About this exercise:
Run through the records and show each line that includes the string "index".

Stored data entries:
☆ ☆ ☆

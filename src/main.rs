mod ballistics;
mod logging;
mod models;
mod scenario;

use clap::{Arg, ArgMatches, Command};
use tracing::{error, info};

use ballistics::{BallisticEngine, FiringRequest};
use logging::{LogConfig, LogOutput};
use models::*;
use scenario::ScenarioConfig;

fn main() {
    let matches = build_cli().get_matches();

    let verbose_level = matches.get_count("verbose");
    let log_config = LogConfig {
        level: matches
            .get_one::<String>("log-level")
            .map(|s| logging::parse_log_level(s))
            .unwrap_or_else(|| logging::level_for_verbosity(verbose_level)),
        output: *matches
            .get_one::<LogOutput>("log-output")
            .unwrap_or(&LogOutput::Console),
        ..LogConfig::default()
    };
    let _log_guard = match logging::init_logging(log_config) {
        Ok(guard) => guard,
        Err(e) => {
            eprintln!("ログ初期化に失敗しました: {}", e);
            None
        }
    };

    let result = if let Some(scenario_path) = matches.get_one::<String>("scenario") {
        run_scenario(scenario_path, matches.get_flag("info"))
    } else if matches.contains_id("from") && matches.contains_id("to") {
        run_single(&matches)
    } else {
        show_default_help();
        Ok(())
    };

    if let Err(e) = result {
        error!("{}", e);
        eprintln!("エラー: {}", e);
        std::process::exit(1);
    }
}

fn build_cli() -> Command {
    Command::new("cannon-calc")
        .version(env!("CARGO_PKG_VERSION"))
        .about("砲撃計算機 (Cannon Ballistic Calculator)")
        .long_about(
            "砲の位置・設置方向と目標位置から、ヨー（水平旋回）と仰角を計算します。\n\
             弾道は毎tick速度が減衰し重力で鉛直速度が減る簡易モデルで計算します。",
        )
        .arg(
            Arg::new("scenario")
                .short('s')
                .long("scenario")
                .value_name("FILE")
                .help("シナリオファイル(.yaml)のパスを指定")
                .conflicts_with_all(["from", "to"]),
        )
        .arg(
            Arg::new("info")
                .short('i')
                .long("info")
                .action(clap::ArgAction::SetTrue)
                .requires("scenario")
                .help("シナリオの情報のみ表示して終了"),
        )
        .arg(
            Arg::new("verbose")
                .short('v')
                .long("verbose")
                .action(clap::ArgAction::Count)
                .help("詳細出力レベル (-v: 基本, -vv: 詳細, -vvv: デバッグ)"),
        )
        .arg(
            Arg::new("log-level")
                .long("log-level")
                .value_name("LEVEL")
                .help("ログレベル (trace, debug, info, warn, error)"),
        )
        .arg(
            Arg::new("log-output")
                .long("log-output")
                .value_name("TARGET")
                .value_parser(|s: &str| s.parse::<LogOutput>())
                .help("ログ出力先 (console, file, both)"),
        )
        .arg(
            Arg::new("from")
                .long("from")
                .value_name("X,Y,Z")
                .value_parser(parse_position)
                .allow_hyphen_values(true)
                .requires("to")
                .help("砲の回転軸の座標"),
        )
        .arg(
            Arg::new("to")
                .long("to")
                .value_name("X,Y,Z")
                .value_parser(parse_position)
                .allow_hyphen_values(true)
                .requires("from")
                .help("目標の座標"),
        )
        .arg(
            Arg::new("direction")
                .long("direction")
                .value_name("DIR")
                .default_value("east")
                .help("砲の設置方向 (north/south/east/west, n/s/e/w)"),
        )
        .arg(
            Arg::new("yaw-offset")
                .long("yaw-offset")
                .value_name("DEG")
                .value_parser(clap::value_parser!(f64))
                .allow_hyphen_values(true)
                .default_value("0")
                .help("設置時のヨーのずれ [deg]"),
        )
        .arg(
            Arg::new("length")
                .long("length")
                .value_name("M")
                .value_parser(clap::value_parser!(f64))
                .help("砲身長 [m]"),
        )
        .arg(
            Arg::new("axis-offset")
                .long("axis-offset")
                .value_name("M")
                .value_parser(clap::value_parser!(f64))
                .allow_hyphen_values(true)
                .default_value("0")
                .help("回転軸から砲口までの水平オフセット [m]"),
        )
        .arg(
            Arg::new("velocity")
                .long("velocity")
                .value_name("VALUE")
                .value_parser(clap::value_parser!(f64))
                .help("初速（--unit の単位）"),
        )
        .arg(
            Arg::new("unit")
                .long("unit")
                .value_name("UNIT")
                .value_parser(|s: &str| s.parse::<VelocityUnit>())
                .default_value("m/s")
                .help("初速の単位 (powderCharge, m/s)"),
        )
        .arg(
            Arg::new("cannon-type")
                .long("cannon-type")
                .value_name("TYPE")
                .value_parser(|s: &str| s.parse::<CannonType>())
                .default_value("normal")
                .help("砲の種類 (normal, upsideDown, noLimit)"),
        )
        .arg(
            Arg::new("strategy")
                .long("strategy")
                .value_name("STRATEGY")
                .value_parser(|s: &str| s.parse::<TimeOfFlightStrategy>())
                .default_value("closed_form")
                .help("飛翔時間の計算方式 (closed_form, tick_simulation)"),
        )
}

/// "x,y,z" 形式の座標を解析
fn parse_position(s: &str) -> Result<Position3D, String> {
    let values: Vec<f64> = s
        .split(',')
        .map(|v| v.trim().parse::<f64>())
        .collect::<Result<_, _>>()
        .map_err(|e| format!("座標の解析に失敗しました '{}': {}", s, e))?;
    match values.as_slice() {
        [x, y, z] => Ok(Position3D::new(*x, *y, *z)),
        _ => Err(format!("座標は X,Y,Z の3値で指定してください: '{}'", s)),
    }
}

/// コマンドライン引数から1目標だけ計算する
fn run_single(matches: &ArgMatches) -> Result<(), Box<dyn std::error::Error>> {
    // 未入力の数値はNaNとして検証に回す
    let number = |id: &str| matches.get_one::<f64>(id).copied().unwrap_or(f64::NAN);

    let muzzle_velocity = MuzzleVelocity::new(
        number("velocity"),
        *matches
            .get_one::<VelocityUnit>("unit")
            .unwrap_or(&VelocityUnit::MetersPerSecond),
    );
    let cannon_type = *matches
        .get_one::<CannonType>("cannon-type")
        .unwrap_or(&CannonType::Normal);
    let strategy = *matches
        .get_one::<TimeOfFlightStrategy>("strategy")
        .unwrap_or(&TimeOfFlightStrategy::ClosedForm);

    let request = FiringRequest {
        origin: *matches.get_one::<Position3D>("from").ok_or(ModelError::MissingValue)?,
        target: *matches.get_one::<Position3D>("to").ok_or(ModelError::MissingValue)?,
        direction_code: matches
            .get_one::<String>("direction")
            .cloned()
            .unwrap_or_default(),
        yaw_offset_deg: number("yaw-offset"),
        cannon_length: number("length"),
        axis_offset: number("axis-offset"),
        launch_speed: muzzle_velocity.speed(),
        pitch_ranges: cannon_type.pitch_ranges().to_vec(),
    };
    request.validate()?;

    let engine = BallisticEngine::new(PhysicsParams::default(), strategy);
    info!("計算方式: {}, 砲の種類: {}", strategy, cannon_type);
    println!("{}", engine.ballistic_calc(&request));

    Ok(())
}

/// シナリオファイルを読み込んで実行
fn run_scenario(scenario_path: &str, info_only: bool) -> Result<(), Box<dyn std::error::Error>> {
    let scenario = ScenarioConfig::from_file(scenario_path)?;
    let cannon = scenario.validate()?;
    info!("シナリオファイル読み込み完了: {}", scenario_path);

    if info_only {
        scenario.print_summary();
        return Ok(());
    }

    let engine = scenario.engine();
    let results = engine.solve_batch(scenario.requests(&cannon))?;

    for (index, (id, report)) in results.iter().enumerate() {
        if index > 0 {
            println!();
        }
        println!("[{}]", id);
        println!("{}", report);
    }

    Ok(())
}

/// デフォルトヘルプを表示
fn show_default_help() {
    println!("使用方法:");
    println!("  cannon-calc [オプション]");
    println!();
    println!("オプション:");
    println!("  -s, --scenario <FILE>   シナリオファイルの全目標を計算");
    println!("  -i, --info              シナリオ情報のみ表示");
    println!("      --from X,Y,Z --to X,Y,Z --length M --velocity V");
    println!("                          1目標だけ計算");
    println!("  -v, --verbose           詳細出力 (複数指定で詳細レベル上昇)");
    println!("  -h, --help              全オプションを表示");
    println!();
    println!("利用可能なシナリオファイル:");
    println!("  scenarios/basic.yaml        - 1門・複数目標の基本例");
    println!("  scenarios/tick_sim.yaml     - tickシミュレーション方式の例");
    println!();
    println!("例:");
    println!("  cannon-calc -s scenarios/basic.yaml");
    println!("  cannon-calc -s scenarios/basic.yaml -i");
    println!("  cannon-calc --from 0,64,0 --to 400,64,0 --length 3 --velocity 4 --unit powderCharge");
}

☆ ☆ ☆

Output of the exercise:
    for (index, (id, report)) in results.iter().enumerate() {
        if index > 0 {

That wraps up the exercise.